(TASK REQUIREMENTS) Within the listing below, how many lines contain "StreamRequest"? Only the number is wanted.

(DATA EXCERPTS)
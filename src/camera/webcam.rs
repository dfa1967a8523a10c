// ABOUTME: Real webcam backend using nokhwa, behind the webcam feature flag
// ABOUTME: Classifies device-open failures into the shared camera error taxonomy
//
// SPDX-License-Identifier: MIT OR Apache-2.0
// Copyright (c) 2025 Pierre Fitness Intelligence

//! Webcam capture backend via nokhwa

use super::backend::{CameraBackend, CameraStream, RawFrame, StreamRequest};
use crate::errors::{CameraError, CaptureError};
use async_trait::async_trait;
use nokhwa::pixel_format::RgbFormat;
use nokhwa::utils::{ApiBackend, CameraIndex, RequestedFormat, RequestedFormatType};
use tracing::{debug, info};

/// Webcam backend bound to a device index
///
/// Desktop platforms do not expose facing metadata uniformly, so device
/// selection is by index; [`WebcamBackend::list_devices`] enumerates what is
/// available.
#[derive(Debug, Clone, Copy)]
pub struct WebcamBackend {
    index: u32,
}

impl WebcamBackend {
    /// Backend for the camera at `index`
    #[must_use]
    pub fn new(index: u32) -> Self {
        Self { index }
    }

    /// Enumerate attached camera devices
    ///
    /// # Errors
    ///
    /// Returns `DeviceNotFound` when enumeration itself fails.
    pub fn list_devices() -> Result<Vec<String>, CameraError> {
        let devices = nokhwa::query(ApiBackend::Auto)
            .map_err(|e| CameraError::DeviceNotFound(e.to_string()))?;

        Ok(devices
            .into_iter()
            .map(|info| format!("{}: {}", info.index(), info.human_name()))
            .collect())
    }
}

#[async_trait]
impl CameraBackend for WebcamBackend {
    async fn open(&self, request: &StreamRequest) -> Result<Box<dyn CameraStream>, CameraError> {
        let index = self.index;
        debug!(
            index,
            requested_width = request.width,
            requested_height = request.height,
            "Opening webcam"
        );

        // Camera::new probes the device synchronously; keep it off the event loop.
        let camera = tokio::task::spawn_blocking(move || {
            let requested =
                RequestedFormat::new::<RgbFormat>(RequestedFormatType::AbsoluteHighestResolution);
            nokhwa::Camera::new(CameraIndex::Index(index), requested)
        })
        .await
        .map_err(|e| CameraError::Unavailable(format!("camera open task failed: {e}")))?
        .map_err(|e| classify_open_error(&e))?;

        let resolution = camera.resolution();
        info!(
            index,
            width = resolution.width(),
            height = resolution.height(),
            "Webcam opened"
        );

        Ok(Box::new(WebcamStream {
            camera,
            open: true,
            sequence: 0,
            resolution: (resolution.width(), resolution.height()),
        }))
    }

    fn backend_name(&self) -> &'static str {
        "webcam"
    }
}

fn classify_open_error(err: &nokhwa::NokhwaError) -> CameraError {
    let message = err.to_string();
    let lowered = message.to_lowercase();
    if lowered.contains("permission") || lowered.contains("denied") || lowered.contains("busy") {
        CameraError::PermissionDenied(message)
    } else if lowered.contains("not found") || lowered.contains("no device") {
        CameraError::DeviceNotFound(message)
    } else {
        CameraError::Unavailable(message)
    }
}

struct WebcamStream {
    camera: nokhwa::Camera,
    open: bool,
    sequence: u64,
    resolution: (u32, u32),
}

impl CameraStream for WebcamStream {
    fn current_frame(&mut self) -> Result<RawFrame, CaptureError> {
        if !self.open {
            return Err(CaptureError::NoFrameAvailable);
        }

        let frame = self
            .camera
            .frame()
            .map_err(|_| CaptureError::NoFrameAvailable)?;
        let image = frame
            .decode_image::<RgbFormat>()
            .map_err(|e| CaptureError::EncodingFailed(e.to_string()))?;

        self.sequence += 1;
        Ok(RawFrame {
            image,
            sequence: self.sequence,
        })
    }

    fn resolution(&self) -> (u32, u32) {
        self.resolution
    }

    fn is_open(&self) -> bool {
        self.open
    }

    fn close(&mut self) {
        if self.open {
            let _ = self.camera.stop_stream();
            self.open = false;
            info!(frames = self.sequence, "Webcam stream closed");
        }
    }
}

impl Drop for WebcamStream {
    fn drop(&mut self) {
        self.close();
    }
}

(RESPONSE BELOW) 2